Concentrations and ratios of particulate organic carbon, nitrogen, and phosphorus in the global ocean.

Knowledge of concentrations and elemental ratios of suspended particles are important for understanding many biogeochemical processes in the ocean. These include patterns of phytoplankton nutrient limitation as well as linkages between the cycles of carbon and nitrogen or phosphorus. To further enable studies of ocean biogeochemistry, we here present a global dataset consisting of 100,605 total measurements of particulate organic carbon, nitrogen, or phosphorus analyzed as part of 70 cruises or time-series. The data are globally distributed and represent all major ocean regions as well as different depths in the water column.

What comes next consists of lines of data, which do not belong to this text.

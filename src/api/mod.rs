//! Client side of the conversion backend's REST API.
//!
//! This module provides:
//! - [`Api`]: one method per backend endpoint, implemented over HTTP by
//!   [`HttpApi`] and by in-memory mocks in tests
//! - [`ApiWorker`]: runs requests on a background thread so the terminal UI
//!   never blocks on the network
//! - The request and response payload types

mod http;
mod types;
mod worker;

pub use http::{HttpApi, DEFAULT_SERVER};
pub use types::{
    ConversionResult, ConvertRequest, Device, HistoryEntry, MediaKind, SheetText, StatusPayload,
    TaskCreated, TaskId, TaskStatus,
};
pub use worker::{ApiReply, ApiRequest, ApiWorker};

use crate::settings::SheetsSettings;
use std::path::Path;
use thiserror::Error;

/// Errors returned by backend calls.
#[derive(Debug, Error)]
pub enum ApiError {
    /// The request never produced an HTTP response (connection refused,
    /// timeout, DNS failure).
    #[error("could not reach backend: {0}")]
    Transport(String),

    /// The backend answered with a non-success status.
    #[error("backend returned {code}: {message}")]
    Status { code: u16, message: String },

    /// The response body was not the expected JSON.
    #[error("unexpected response: {0}")]
    Decode(String),

    /// The backend answered 2xx but reported the operation as failed.
    #[error("{0}")]
    Rejected(String),

    #[error("I/O error: {0}")]
    Io(#[from] std::io::Error),
}

impl ApiError {
    /// Message suitable for showing to the user.
    ///
    /// Backend-supplied messages are shown verbatim; transport problems keep
    /// their descriptive prefix.
    pub fn user_message(&self) -> String {
        match self {
            ApiError::Status { message, .. } => message.clone(),
            ApiError::Rejected(message) => message.clone(),
            other => other.to_string(),
        }
    }
}

/// The conversion backend.
///
/// Every method blocks until the backend answers. The TUI calls these through
/// [`ApiWorker`]; the headless `convert` command calls them directly.
pub trait Api: Send + Sync {
    /// `POST /api/convert`: queues a media-to-MIDI conversion.
    fn create_task(&self, request: &ConvertRequest) -> Result<TaskId, ApiError>;

    /// `GET /api/status/{id}`.
    fn task_status(&self, task_id: &TaskId) -> Result<StatusPayload, ApiError>;

    /// `POST /api/stop/{id}`: asks the backend to cancel a running task.
    fn stop_task(&self, task_id: &TaskId) -> Result<(), ApiError>;

    /// `POST /api/convert-to-sheets`: renders a converted MIDI file as sheet
    /// text using the given settings.
    fn convert_to_sheets(
        &self,
        midi_filename: &str,
        settings: &SheetsSettings,
    ) -> Result<SheetText, ApiError>;

    /// `POST /api/upload-midi`: uploads a local MIDI file and returns the name
    /// the backend stored it under.
    fn upload_midi(&self, path: &Path) -> Result<String, ApiError>;

    /// `GET /api/history?limit=n`, newest first.
    fn history(&self, limit: usize) -> Result<Vec<HistoryEntry>, ApiError>;

    /// `POST /api/history/delete`.
    fn delete_history(&self, timestamp: f64) -> Result<(), ApiError>;

    /// `GET /api/settings`. Returns `None` when the backend has nothing saved.
    fn load_settings(&self) -> Result<Option<SheetsSettings>, ApiError>;

    /// `POST /api/settings`.
    fn save_settings(&self, settings: &SheetsSettings) -> Result<(), ApiError>;

    /// `GET /api/health`.
    fn health(&self) -> Result<(), ApiError>;
}

#[cfg(test)]
mod tests {
    use super::*;

    #[test]
    fn test_user_message_prefers_backend_text() {
        let err = ApiError::Status {
            code: 400,
            message: "Invalid media URL".to_string(),
        };
        assert_eq!(err.user_message(), "Invalid media URL");
        assert_eq!(err.to_string(), "backend returned 400: Invalid media URL");

        let err = ApiError::Transport("connection refused".to_string());
        assert_eq!(
            err.user_message(),
            "could not reach backend: connection refused"
        );
    }
}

The global median C:P, N:P, and C:N ratios are 163, 22, and 6.6, respectively, but the data also includes extensive variation between samples from different regions. Thus, this compilation will hopefully assist in a wide range of future studies of ocean elemental ratios.

Background & Summary

One of the fundamental tenets of ocean biogeochemistry is the Redfield ratio. Redfield identified a similarity between the N:P ratio of plankton living in the surface ocean and that of dissolved nitrate and phosphate in the deep ocean[1,2]. He hypothesized that the deep ocean nutrient concentrations were controlled by the elemental requirements of the surface plankton. This concept has been extended to include other elements like carbon and remains a cornerstone for our understanding of ocean biogeochemistry. Despite the importance of this ratio, there is no obvious mechanism for a globally consistent C:N:P ratio of 106:16:1 (i.e., Redfield ratio), and there is substantial elemental variation among ocean taxa[3-6]. Furthermore, many small plankton are not homeostatic but instead, the cellular elemental content varies depending on growth conditions[7]. Thus, it has become apparent that changes in biodiversity or cell physiology can lead to variations in marine plankton elemental stoichiometry.

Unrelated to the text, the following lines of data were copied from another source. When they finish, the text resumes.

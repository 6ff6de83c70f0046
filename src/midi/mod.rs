//! Local validation of Standard MIDI Files before upload.
//!
//! The backend renders any uploaded MIDI file to sheet text. Parsing it here
//! first catches files that are not MIDI at all, or that contain no notes,
//! without a round trip.

use midly::{Format, MidiMessage, Smf, Timing, TrackEventKind};
use std::fs;
use std::path::Path;
use thiserror::Error;

/// Errors from [`check_midi_file`].
#[derive(Debug, Error)]
pub enum MidiCheckError {
    #[error("IO error: {0}")]
    Io(#[from] std::io::Error),

    #[error("not a MIDI file: {0}")]
    NotMidi(String),

    #[error("MIDI parse error: {0}")]
    Parse(String),

    #[error("MIDI file contains no notes")]
    NoNotes,
}

/// What a valid MIDI file contains.
#[derive(Debug, Clone, PartialEq, Eq)]
pub struct MidiSummary {
    pub format: &'static str,
    pub tracks: usize,
    /// Resolution for metrical timing; None for SMPTE timecode files.
    pub ticks_per_beat: Option<u16>,
    /// Number of note-on events with non-zero velocity.
    pub notes: usize,
}

impl MidiSummary {
    /// One-line description for the status bar.
    pub fn describe(&self) -> String {
        format!(
            "{} track{}, {} note{}",
            self.tracks,
            if self.tracks == 1 { "" } else { "s" },
            self.notes,
            if self.notes == 1 { "" } else { "s" }
        )
    }
}

/// Returns true for paths ending in `.mid` or `.midi` (case-insensitive).
pub fn is_midi_path(path: &Path) -> bool {
    path.extension()
        .and_then(|e| e.to_str())
        .map(|e| e.eq_ignore_ascii_case("mid") || e.eq_ignore_ascii_case("midi"))
        .unwrap_or(false)
}

/// Reads and validates a MIDI file.
///
/// # Arguments
///
/// * `path` - Path to the .mid or .midi file
///
/// # Errors
///
/// Returns error if the file has the wrong extension, cannot be read, does
/// not parse, or has no notes
pub fn check_midi_file<P: AsRef<Path>>(path: P) -> Result<MidiSummary, MidiCheckError> {
    let path = path.as_ref();
    if !is_midi_path(path) {
        return Err(MidiCheckError::NotMidi(path.display().to_string()));
    }
    let data = fs::read(path)?;
    check_midi_bytes(&data)
}

/// Validates an in-memory MIDI file.
pub fn check_midi_bytes(data: &[u8]) -> Result<MidiSummary, MidiCheckError> {
    let smf = Smf::parse(data).map_err(|e| MidiCheckError::Parse(e.to_string()))?;

    let format = match smf.header.format {
        Format::SingleTrack => "single track",
        Format::Parallel => "multi-track",
        Format::Sequential => "sequential",
    };
    let ticks_per_beat = match smf.header.timing {
        Timing::Metrical(tpb) => Some(tpb.as_int()),
        Timing::Timecode(_, _) => None,
    };

    let notes = smf
        .tracks
        .iter()
        .flatten()
        .filter(|event| {
            matches!(
                event.kind,
                TrackEventKind::Midi {
                    message: MidiMessage::NoteOn { vel, .. },
                    ..
                } if vel.as_int() > 0
            )
        })
        .count();

    if notes == 0 {
        return Err(MidiCheckError::NoNotes);
    }

    Ok(MidiSummary {
        format,
        tracks: smf.tracks.len(),
        ticks_per_beat,
        notes,
    })
}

Variations in elemental content and ratios of marine microbial communities have multiple important implications. Broecker and Henderson have proposed that increased plankton C:N:P ratios and thus increased CO2 uptake in the ocean could explain the glacial to inter-glacial variation in atmospheric CO2 concentration[8]. Rates of N2 fixation as well as competition between phytoplankton and N2-fixers are also dependent upon an assumed N:P ratio (specifically the Redfield ratio). Recently, multiple researchers have argued that our understanding (or lack thereof) of cellular elemental stoichiometry has a large influence on our ability to estimate the global ocean N budget[9,10].

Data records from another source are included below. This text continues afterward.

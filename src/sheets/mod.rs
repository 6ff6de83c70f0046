//! QWERTY sheet text analysis and colorization.
//!
//! Sheet text is the backend's plain-text rendering of a MIDI performance as
//! keyboard notation. Chords are separated by short literal tokens whose
//! shape encodes the rhythmic gap before the next chord. This module finds
//! those tokens, assigns every character a duration colour, and renders the
//! result either as HTML markup or as a typed layout for the terminal viewer.

mod colorize;
mod tokenizer;
mod transpose;

pub use colorize::{colorize_tempo_text, layout_sheet, ChordSpan, Glyph, SheetLayout, SheetLine};
pub use tokenizer::{find_separators, out_of_range_mask, separator_at, Separator, SEPARATOR_RULES};
pub use transpose::extract_transposes;

/// Note-length categories used for colouring, shortest to longest.
#[derive(Debug, Clone, Copy, PartialEq, Eq, Hash)]
pub enum DurationClass {
    SixtyFourth,
    ThirtySecond,
    Sixteenth,
    Eighth,
    Quarter,
    Half,
    Whole,
    Quadruple,
    /// Fallback for text with no timing information.
    Long,
}

/// An RGB colour from the sheet palette.
#[derive(Debug, Clone, Copy, PartialEq, Eq, Hash)]
pub struct TempoColor {
    pub r: u8,
    pub g: u8,
    pub b: u8,
}

impl TempoColor {
    const fn rgb(r: u8, g: u8, b: u8) -> Self {
        Self { r, g, b }
    }

    /// Formats the colour as a lowercase `#rrggbb` string.
    pub fn hex(&self) -> String {
        format!("#{:02x}{:02x}{:02x}", self.r, self.g, self.b)
    }
}

impl DurationClass {
    /// Returns the display colour for this duration.
    pub const fn color(self) -> TempoColor {
        match self {
            DurationClass::Long | DurationClass::Quadruple => TempoColor::rgb(0xa3, 0xf0, 0xa3),
            DurationClass::Whole => TempoColor::rgb(0x74, 0xda, 0x74),
            DurationClass::Half => TempoColor::rgb(0x9a, 0xda, 0x5a),
            DurationClass::Quarter => TempoColor::rgb(0xc0, 0xc0, 0x5a),
            DurationClass::Eighth => TempoColor::rgb(0xda, 0x7e, 0x5a),
            DurationClass::Sixteenth => TempoColor::rgb(0xda, 0xa6, 0xa6),
            DurationClass::ThirtySecond => TempoColor::rgb(0xff, 0x19, 0x00),
            DurationClass::SixtyFourth => TempoColor::rgb(0x9c, 0x0f, 0x00),
        }
    }

    /// Short human-readable label, used in the viewer legend.
    pub const fn label(self) -> &'static str {
        match self {
            DurationClass::SixtyFourth => "1/64",
            DurationClass::ThirtySecond => "1/32",
            DurationClass::Sixteenth => "1/16",
            DurationClass::Eighth => "1/8",
            DurationClass::Quarter => "1/4",
            DurationClass::Half => "1/2",
            DurationClass::Whole => "1",
            DurationClass::Quadruple => "4",
            DurationClass::Long => "long",
        }
    }
}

It has been observed that specific phytoplankton groups as well as particulate organic matter display regional differences in elemental stoichiometry[11-14]. For example, the C:P, N:P, and C:N ratios all appear to be above Redfield proportions in the oligotrophic gyres, near Redfield proportions in upwelling regions like the Eastern Equatorial Pacific Ocean, and below Redfield proportions in colder, nutrient rich high latitude environments[11,12]. The ratios may also vary between the gyres depending on the nutrient supply ratio and the resulting degree of nitrogen versus phosphorus limitation. Thus, rather than globally static C:N:P ratios, differences in environmental conditions and plankton community composition can lead to variations in the elemental composition of plankton and particulate organic material[4,11-13,15]. In addition, we also observe extensive variations in the ratios of particulate nutrients which cannot be explained with common physio-chemical parameters[11,12]. Thus, future studies are needed to identify factors causing this variation.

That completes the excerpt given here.